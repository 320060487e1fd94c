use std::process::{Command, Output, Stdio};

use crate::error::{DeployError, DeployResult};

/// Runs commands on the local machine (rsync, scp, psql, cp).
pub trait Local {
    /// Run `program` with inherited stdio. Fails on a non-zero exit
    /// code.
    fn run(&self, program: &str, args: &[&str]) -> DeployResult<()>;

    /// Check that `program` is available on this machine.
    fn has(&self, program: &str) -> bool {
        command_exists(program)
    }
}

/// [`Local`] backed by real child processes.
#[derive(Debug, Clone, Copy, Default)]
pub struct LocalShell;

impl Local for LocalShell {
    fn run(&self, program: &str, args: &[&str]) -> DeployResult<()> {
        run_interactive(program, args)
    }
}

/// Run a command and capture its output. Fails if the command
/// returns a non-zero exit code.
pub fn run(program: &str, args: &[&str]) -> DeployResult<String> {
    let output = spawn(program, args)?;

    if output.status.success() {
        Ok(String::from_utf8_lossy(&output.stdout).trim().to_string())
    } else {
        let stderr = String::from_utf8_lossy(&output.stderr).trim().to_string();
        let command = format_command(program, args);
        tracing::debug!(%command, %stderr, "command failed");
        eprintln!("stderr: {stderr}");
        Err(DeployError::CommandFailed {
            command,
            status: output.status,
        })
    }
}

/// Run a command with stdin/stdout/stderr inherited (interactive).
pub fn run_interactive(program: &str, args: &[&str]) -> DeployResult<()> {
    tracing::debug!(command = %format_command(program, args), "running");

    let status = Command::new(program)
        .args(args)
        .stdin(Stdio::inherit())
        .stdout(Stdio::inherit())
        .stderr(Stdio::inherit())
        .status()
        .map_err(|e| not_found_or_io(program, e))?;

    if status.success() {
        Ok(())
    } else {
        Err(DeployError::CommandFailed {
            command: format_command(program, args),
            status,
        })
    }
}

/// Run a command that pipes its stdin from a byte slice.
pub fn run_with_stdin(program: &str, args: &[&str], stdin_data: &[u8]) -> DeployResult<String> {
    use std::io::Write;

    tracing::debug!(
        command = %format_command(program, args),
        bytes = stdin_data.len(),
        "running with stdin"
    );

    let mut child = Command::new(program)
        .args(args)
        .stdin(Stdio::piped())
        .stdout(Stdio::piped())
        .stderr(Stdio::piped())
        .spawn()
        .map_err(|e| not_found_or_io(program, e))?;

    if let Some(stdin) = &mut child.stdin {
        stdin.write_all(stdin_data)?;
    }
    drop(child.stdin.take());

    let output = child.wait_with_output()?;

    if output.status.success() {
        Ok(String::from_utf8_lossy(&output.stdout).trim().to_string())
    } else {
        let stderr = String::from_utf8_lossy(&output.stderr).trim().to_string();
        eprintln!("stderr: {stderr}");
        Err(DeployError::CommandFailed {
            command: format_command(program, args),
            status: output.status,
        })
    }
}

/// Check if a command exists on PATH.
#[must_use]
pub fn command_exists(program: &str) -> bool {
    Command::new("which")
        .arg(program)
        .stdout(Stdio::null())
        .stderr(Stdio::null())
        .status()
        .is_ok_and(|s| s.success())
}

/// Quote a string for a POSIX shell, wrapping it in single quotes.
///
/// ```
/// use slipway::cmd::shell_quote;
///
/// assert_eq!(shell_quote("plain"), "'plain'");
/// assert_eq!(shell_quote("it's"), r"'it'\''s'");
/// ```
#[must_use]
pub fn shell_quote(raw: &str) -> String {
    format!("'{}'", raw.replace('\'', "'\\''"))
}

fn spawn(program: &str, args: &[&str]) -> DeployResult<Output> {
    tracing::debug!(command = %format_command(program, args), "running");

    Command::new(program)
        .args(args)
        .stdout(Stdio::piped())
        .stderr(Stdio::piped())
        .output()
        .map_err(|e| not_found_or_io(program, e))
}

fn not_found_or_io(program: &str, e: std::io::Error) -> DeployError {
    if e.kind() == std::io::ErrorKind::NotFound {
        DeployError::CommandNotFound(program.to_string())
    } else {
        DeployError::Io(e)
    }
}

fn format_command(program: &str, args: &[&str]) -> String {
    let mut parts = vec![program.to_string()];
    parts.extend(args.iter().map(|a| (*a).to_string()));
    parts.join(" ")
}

**What needs to be done**
Without changing a word, write out each entry again.

**Expected answer**
repository 320060487e1fd94c
use std::process::{Command, Output, Stdio};

use crate::error::{DeployError, DeployResult};

/// Runs commands on the local machine (rsync, scp, psql, cp).
pub trait Local {
    /// Run `program` with inherited stdio. Fails on a non-zero exit
    /// code.
    fn run(&self, program: &str, args: &[&str]) -> DeployResult<()>;

    /// Check that `program` is available on this machine.
    fn has(&self, program: &str) -> bool {
        command_exists(program)
    }
}

/// [`Local`] backed by real child processes.
#[derive(Debug, Clone, Copy, Default)]
pub struct LocalShell;

impl Local for LocalShell {
    fn run(&self, program: &str, args: &[&str]) -> DeployResult<()> {
        run_interactive(program, args)
    }
}

/// Run a command and capture its output. Fails if the command
/// returns a non-zero exit code.
pub fn run(program: &str, args: &[&str]) -> DeployResult<String> {
    let output = spawn(program, args)?;

    if output.status.success() {
        Ok(String::from_utf8_lossy(&output.stdout).trim().to_string())
    } else {
        let stderr = String::from_utf8_lossy(&output.stderr).trim().to_string();
        let command = format_command(program, args);
        tracing::debug!(%command, %stderr, "command failed");
        eprintln!("stderr: {stderr}");
        Err(DeployError::CommandFailed {
            command,
            status: output.status,
        })
    }
}

/// Run a command with stdin/stdout/stderr inherited (interactive).
pub fn run_interactive(program: &str, args: &[&str]) -> DeployResult<()> {
    tracing::debug!(command = %format_command(program, args), "running");

    let status = Command::new(program)
        .args(args)
        .stdin(Stdio::inherit())
        .stdout(Stdio::inherit())
        .stderr(Stdio::inherit())
        .status()
        .map_err(|e| not_found_or_io(program, e))?;

    if status.success() {
        Ok(())
    } else {
        Err(DeployError::CommandFailed {
            command: format_command(program, args),
            status,
        })
    }
}

/// Run a command that pipes its stdin from a byte slice.
pub fn run_with_stdin(program: &str, args: &[&str], stdin_data: &[u8]) -> DeployResult<String> {
    use std::io::Write;

    tracing::debug!(
        command = %format_command(program, args),
        bytes = stdin_data.len(),
        "running with stdin"
    );

    let mut child = Command::new(program)
        .args(args)
        .stdin(Stdio::piped())
        .stdout(Stdio::piped())
        .stderr(Stdio::piped())
        .spawn()
        .map_err(|e| not_found_or_io(program, e))?;

    if let Some(stdin) = &mut child.stdin {
        stdin.write_all(stdin_data)?;
    }
    drop(child.stdin.take());

    let output = child.wait_with_output()?;

    if output.status.success() {
        Ok(String::from_utf8_lossy(&output.stdout).trim().to_string())
    } else {
        let stderr = String::from_utf8_lossy(&output.stderr).trim().to_string();
        eprintln!("stderr: {stderr}");
        Err(DeployError::CommandFailed {
            command: format_command(program, args),
            status: output.status,
        })
    }
}

/// Check if a command exists on PATH.
#[must_use]
pub fn command_exists(program: &str) -> bool {
    Command::new("which")
        .arg(program)
        .stdout(Stdio::null())
        .stderr(Stdio::null())
        .status()
        .is_ok_and(|s| s.success())
}

/// Quote a string for a POSIX shell, wrapping it in single quotes.
///
/// ```
/// use slipway::cmd::shell_quote;
///
/// assert_eq!(shell_quote("plain"), "'plain'");
/// assert_eq!(shell_quote("it's"), r"'it'\''s'");
/// ```
#[must_use]
pub fn shell_quote(raw: &str) -> String {
    format!("'{}'", raw.replace('\'', "'\\''"))
}

fn spawn(program: &str, args: &[&str]) -> DeployResult<Output> {
    tracing::debug!(command = %format_command(program, args), "running");

    Command::new(program)
        .args(args)
        .stdout(Stdio::piped())
        .stderr(Stdio::piped())
        .output()
        .map_err(|e| not_found_or_io(program, e))
}

fn not_found_or_io(program: &str, e: std::io::Error) -> DeployError {
    if e.kind() == std::io::ErrorKind::NotFound {
        DeployError::CommandNotFound(program.to_string())
    } else {
        DeployError::Io(e)
    }
}

fn format_command(program: &str, args: &[&str]) -> String {
    let mut parts = vec![program.to_string()];
    parts.extend(args.iter().map(|a| (*a).to_string()));
    parts.join(" ")
}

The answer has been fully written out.